概要
粒子が小さくなると慣性力が働きにくくなり、粒子は流体と同じ運動をするようになります。
ですが、流体分子と比較すると粒子は圧倒的に大きいです。
そのため障害物近傍を通過するとき、ガス分子は通過できますが、粒子は障害物に物理的にさえぎられて捕集されます。
この捕集機構をさえぎり捕集機構といいます。
さえぎり捕集機構は捕集効率が高い領域が慣性捕集機構と被るため、さえぎり捕集単独で捕集するような装置設計は難しいでしょう。
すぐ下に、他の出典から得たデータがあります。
//! 编排层（Orchestration Layer）
//!
//! ## 职责
//!
//! 本层负责批量处理和流程调度，是整个系统的"指挥中心"。
//!
//! ### `batch_processor` - 批量 PR 处理器
//! - 管理应用生命周期（初始化、运行、统计）
//! - 顺序处理 PR 列表，每个 PR 独立超时、独立失败
//! - PR 之间限流，响应取消信号
//! - 输出全局统计信息
//!
//! ## 层次关系
//!
//! ```text
//! batch_processor (处理 Vec<PR 编号>)
//!     ↓
//! workflow::ReviewFlow (处理单个 PR)
//!     ↓
//! services (能力层：检测 / 校验 / 评审 / 压缩)
//!     ↓
//! clients (基础设施：GitHub / LLM)
//! ```

pub mod batch_processor;

pub use batch_processor::{App, BatchProcessor, BatchRunResult, PrEntry, PrOutcome};
//! 单文件评审 - 业务能力层
//!
//! 只负责"给一个文件打分"能力：
//! - 调用推理服务（带超时、重试和退避）
//! - 解析响应中的 `quality_score`
//! - 解析失败时使用兜底分数，调用失败时标记为 `ReviewFailed`
//!
//! 这里不会向上抛出错误，任何失败都会变成一个 `FileReview`

use regex::Regex;
use serde_json::Value;
use std::future::Future;
use std::sync::{Arc, OnceLock};
use std::time::Duration;
use tokio::time::{sleep, timeout};
use tracing::{debug, warn};

use crate::clients::{ConceptCheckRequest, FileReviewRequest, InferenceProvider};
use crate::config::{Config, RetryPolicy};
use crate::error::InferenceError;
use crate::models::{DayContext, FileReview, ReviewStatus, TokenUsage};

fn fenced_json_regex() -> &'static Regex {
    static RE: OnceLock<Regex> = OnceLock::new();
    RE.get_or_init(|| Regex::new(r"(?s)```(?:json)?\s*(\{.*?\})\s*```").expect("fenced regex"))
}

fn score_text_regex() -> &'static Regex {
    static RE: OnceLock<Regex> = OnceLock::new();
    RE.get_or_init(|| {
        Regex::new(r#"(?i)quality[_ ]score["']?\s*[:=]\s*(-?\d+(?:\.\d+)?)"#).expect("score regex")
    })
}

/// 解析后的评审结果
#[derive(Debug, Clone, PartialEq)]
pub struct ParsedReview {
    pub score: f64,
    pub feedback: String,
    pub status: ReviewStatus,
}

/// 保留一位小数
fn round_score(score: f64) -> f64 {
    (score * 10.0).round() / 10.0
}

/// 依次尝试：围栏 JSON、裸 JSON 对象
fn extract_json(raw: &str) -> Option<Value> {
    if let Some(caps) = fenced_json_regex().captures(raw) {
        if let Ok(value) = serde_json::from_str::<Value>(&caps[1]) {
            return Some(value);
        }
    }

    let start = raw.find('{')?;
    let end = raw.rfind('}')?;
    if end <= start {
        return None;
    }
    serde_json::from_str(&raw[start..=end]).ok()
}

fn json_score(value: &Value) -> Option<f64> {
    match value.get("quality_score")? {
        Value::Number(n) => n.as_f64(),
        Value::String(s) => s.trim().parse().ok(),
        _ => None,
    }
}

/// 从 JSON 中整理出给学员看的反馈
fn json_feedback(value: &Value) -> String {
    let mut lines = Vec::new();

    if value.get("compiles").and_then(Value::as_bool) == Some(false) {
        lines.push("The code may not compile as written.".to_string());
    }

    if let Some(issues) = value.get("issues").and_then(Value::as_array) {
        lines.extend(
            issues
                .iter()
                .filter_map(|issue| match issue {
                    Value::String(s) => Some(s.trim().to_string()),
                    Value::Null => None,
                    other => Some(other.to_string()),
                })
                .filter(|s| !s.is_empty())
                .map(|s| format!("- {}", s)),
        );
    }

    for key in ["summary", "feedback"] {
        if let Some(text) = value.get(key).and_then(Value::as_str) {
            let text = text.trim();
            if !text.is_empty() {
                lines.push(text.to_string());
            }
        }
    }

    lines.join("\n")
}

/// 解析推理服务的原始响应
///
/// 解析不到分数或分数超出 [0, 10] 时返回 `fallback` 分，状态为 `Fallback`
pub fn parse_review_response(raw: &str, fallback: f64) -> ParsedReview {
    let json = extract_json(raw);

    let (score, feedback) = match json.as_ref().and_then(|v| json_score(v).map(|s| (s, v))) {
        Some((score, value)) => (Some(score), json_feedback(value)),
        None => {
            let score = score_text_regex()
                .captures(raw)
                .and_then(|caps| caps[1].parse::<f64>().ok());
            (score, raw.trim().to_string())
        }
    };

    match score {
        Some(score) if score.is_finite() && (0.0..=10.0).contains(&score) => ParsedReview {
            score: round_score(score),
            feedback,
            status: ReviewStatus::Reviewed,
        },
        Some(score) => ParsedReview {
            score: fallback,
            feedback: format!(
                "Automated review returned an out-of-range score ({}); a default score of {} was used.\n{}",
                score, fallback, feedback
            )
            .trim_end()
            .to_string(),
            status: ReviewStatus::Fallback,
        },
        None => ParsedReview {
            score: fallback,
            feedback: format!(
                "Automated review response could not be parsed; a default score of {} was used.",
                fallback
            ),
            status: ReviewStatus::Fallback,
        },
    }
}

/// 带超时和指数退避的调用
///
/// - 临时错误和超时最多尝试 `policy.max_attempts` 次
/// - 不可重试的错误立即返回
pub async fn call_with_retry<F, Fut>(
    policy: &RetryPolicy,
    call_timeout: Duration,
    label: &str,
    mut call: F,
) -> Result<String, InferenceError>
where
    F: FnMut() -> Fut,
    Fut: Future<Output = Result<String, InferenceError>>,
{
    let max_attempts = policy.max_attempts.max(1);
    let mut attempt = 1;

    loop {
        let result = match timeout(call_timeout, call()).await {
            Ok(result) => result,
            Err(_) => Err(InferenceError::Timeout {
                seconds: call_timeout.as_secs(),
            }),
        };

        match result {
            Ok(text) => return Ok(text),
            Err(e) if e.is_transient() && attempt < max_attempts => {
                let backoff = policy.backoff_for(attempt);
                warn!(
                    "{} ⚠️ 第 {}/{} 次调用失败: {}，{:?} 后重试",
                    label, attempt, max_attempts, e, backoff
                );
                sleep(backoff).await;
                attempt += 1;
            }
            Err(e) => {
                warn!("{} ❌ 调用失败（第 {} 次）: {}", label, attempt, e);
                return Err(e);
            }
        }
    }
}

/// 单文件评审服务
///
/// 职责：
/// - 只处理单个文件
/// - 不关心 PR、标签和决策
pub struct FileReviewer {
    provider: Arc<dyn InferenceProvider>,
    retry: RetryPolicy,
    call_timeout: Duration,
    fallback_score: f64,
}

impl FileReviewer {
    pub fn new(
        provider: Arc<dyn InferenceProvider>,
        retry: RetryPolicy,
        call_timeout: Duration,
        fallback_score: f64,
    ) -> Self {
        Self {
            provider,
            retry,
            call_timeout,
            fallback_score,
        }
    }

    pub fn from_config(provider: Arc<dyn InferenceProvider>, config: &Config) -> Self {
        Self::new(
            provider,
            config.retry.clone(),
            Duration::from_secs(config.timeouts.inference_call),
            config.thresholds.fallback_score,
        )
    }

    /// 评审一个已压缩的文件
    pub async fn review(
        &self,
        path: &str,
        content: &str,
        tokens: TokenUsage,
        context: &DayContext,
    ) -> FileReview {
        let request = FileReviewRequest {
            path: path.to_string(),
            content: content.to_string(),
            context: context.clone(),
        };
        let label = format!("[{}]", path);

        let result = call_with_retry(&self.retry, self.call_timeout, &label, || {
            self.provider.review_file(&request)
        })
        .await;

        match result {
            Ok(raw) => {
                let parsed = parse_review_response(&raw, self.fallback_score);
                if parsed.status == ReviewStatus::Fallback {
                    warn!("{} ⚠️ 无法解析评分，使用兜底分数 {}", label, self.fallback_score);
                } else {
                    debug!("{} 评分: {}", label, parsed.score);
                }
                FileReview {
                    path: path.to_string(),
                    score: parsed.score,
                    feedback: parsed.feedback,
                    tokens,
                    status: parsed.status,
                }
            }
            Err(e) => FileReview {
                path: path.to_string(),
                score: 0.0,
                feedback: format!("Automated review could not be completed: {}", e),
                tokens,
                status: ReviewStatus::ReviewFailed,
            },
        }
    }

    /// 让推理服务检查概念覆盖，返回原始文本
    pub async fn check_concepts(
        &self,
        path: &str,
        content: &str,
        context: &DayContext,
    ) -> Result<String, InferenceError> {
        let request = ConceptCheckRequest {
            path: path.to_string(),
            content: content.to_string(),
            context: context.clone(),
        };
        let label = format!("[{} 概念检查]", path);

        call_with_retry(&self.retry, self.call_timeout, &label, || {
            self.provider.validate_concepts(&request)
        })
        .await
    }
}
単一繊維捕集効率を求める際は、慣性捕集効率とさえぎり捕集効率はセットで考える必要があります。
捕集効率推算
さえぎりパラメータ
さえぎり捕集効率を推算するうえで重要なのが、さえぎりパラメータR[-]です。
$$R=\frac{d_{p}}{d_{f}}・・・(1)$$
dp:粒子径[m]、df:繊維径[m]
(1)式のように粒子径と繊維径の比で表されます。
繊維径に対して粒子径が大きくなるほどさえぎられやすくなり、捕集効率が増加します。
推算式
ここでは、さえぎり捕集効率ηR[-]のいくつか有名な推算式を紹介します。
Langmuirの式
$$η_{R}=\frac{2(1+R){\rm{ln}}(1+R)-(1+R)+1/(1+R)}{2(2-{\rm{ln}}Re_{f})}・・・(2)$$
$$Re_{f}=\frac{ρud_{f}}{μ}・・・(3)$$
Ref:繊維レイノルズ数[-]、ρ:流体密度[kg/m3]
u:流速[m/s]、μ:流体粘度[Pa・s]
比較的古い式として、Langmuirの式があります。繊維レイノルズ数Ref<1で成り立つとされています。
この式の特徴として、さえぎり捕集効率ηRが繊維レイノルズ数Ref中の流速uに依存する点が挙げられます。
というのも、さえぎり捕集効率の推算式は流速uに依存しないものが多いためです。
また、さえぎり捕集効率をさえぎりパラメータRに対してプロットしたものを以下に示します。
R=1より大きくなる、つまり繊維径dfより粒子径dpが大きくなると急激に捕集効率が増加することがわかります。
Kirsch and Stechkinaの式
$$η_{R}=\frac{1+R}{2Ku}[2{\rm{ln}}(1+R)-1+α+(\frac{1}{1+R})^{2}(1-\frac{α}{2})-\frac{α}{2}(1+R)^2]・・・(4)$$
$$Ku=-0.5{\rm{ln}}α+α-0.25α^2-0.75・・・(5)$$
Ku:水力学因子[-]、α:繊維の充填率[-]
その他古くからある有名な式として、KirschとStechkinaが発表した(4)式があります。
Kuは水力学因子で、桑原が発表した(5)式が採用されています。
同様に、さえぎり捕集効率をさえぎりパラメータRに対してプロットしたものを以下に示します。
Langmuirの式よりもさえぎり捕集効率が
Liu and Rubowの式
$$η_{R}=0.6\frac{1-α}{Ku}\frac{R^2}{1+R}(1+\frac{1.996Kn_{f}}{R})・・・(6)$$
$$Kn_{f}=\frac{2λ}{d_{f}}・・・(7)$$
Knf:繊維クヌッセン数[-]、λ:ガス分子の平均自由行程[-]、df:繊維径[m]
クヌッセン数が小さい場合のガススリップを考慮してさえぎり捕集効率を推算する式を、LiuとRubowが発表しました。
同様に、さえぎり捕集効率をさえぎりパラメータRに対してプロットしたものを以下に示します。
繊維径dfが小さく、繊維クヌッセン数Knfが大きい場合にはガススリップの影響を無視できないため、(6)式を使用するのがよいでしょう。
まとめ
さえぎり捕集機構について解説しました。
捕集する粒子径が繊維径と同程度以上の大きさであれば、さえぎり捕集効果を考慮すべきだと思います。